AISAQ riflette questo cambiamento. Eliminando la necessità di allocare grandi quantità di memoria, consente ai sistemi di ricerca vettoriale di scalare in base alle dimensioni dei dati e ai requisiti del carico di lavoro piuttosto che ai limiti della DRAM. Questo approccio è in linea con una tendenza più ampia verso le architetture "all-in-storage", in cui le veloci unità SSD svolgono un ruolo centrale non solo nella persistenza, ma anche nel calcolo e nella ricerca attivi. Offrendo due modalità operative - Performance e Scale - AiSAQ soddisfa i requisiti sia della ricerca semantica (che richiede la latenza più bassa) sia della RAG (che richiede una scala molto elevata, ma una latenza moderata).

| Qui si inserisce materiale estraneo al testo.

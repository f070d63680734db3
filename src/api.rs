use std::env;

use crate::adapters::{DryRunHost, SystemHost};
use crate::error::ProvisionResult;
use crate::use_cases::provision as provision_use_case;

pub use crate::config::ProvisionConfig;
pub use crate::model::*;

/// Provision this machine with the default layout
///
/// The account to enroll is taken from `SUDO_USER`.
pub fn provision() -> ProvisionResult<ProvisionReport> {
    provision_with_config(ProvisionConfig::default().with_sudo_user(sudo_user_from_env()))
}

pub fn provision_with_config(config: ProvisionConfig) -> ProvisionResult<ProvisionReport> {
    if config.mode.is_dry_run() {
        let mut host = DryRunHost::new(SystemHost::new());
        provision_use_case(&mut host, &config)
    } else {
        let mut host = SystemHost::new();
        provision_use_case(&mut host, &config)
    }
}

/// The account that invoked sudo, if any
pub fn sudo_user_from_env() -> Option<String> {
    env::var("SUDO_USER").ok().filter(|name| !name.is_empty())
}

È improbabile che questo cambiamento sia limitato ai database vettoriali. Modelli di progettazione simili stanno già emergendo nell'elaborazione dei grafi, nell'analisi delle serie temporali e persino in parti dei sistemi relazionali tradizionali, in quanto gli sviluppatori ripensano a ipotesi di vecchia data sulla posizione dei dati per ottenere prestazioni accettabili. Con l'evoluzione dell'economia dell'hardware, le architetture di sistema seguiranno la stessa strada.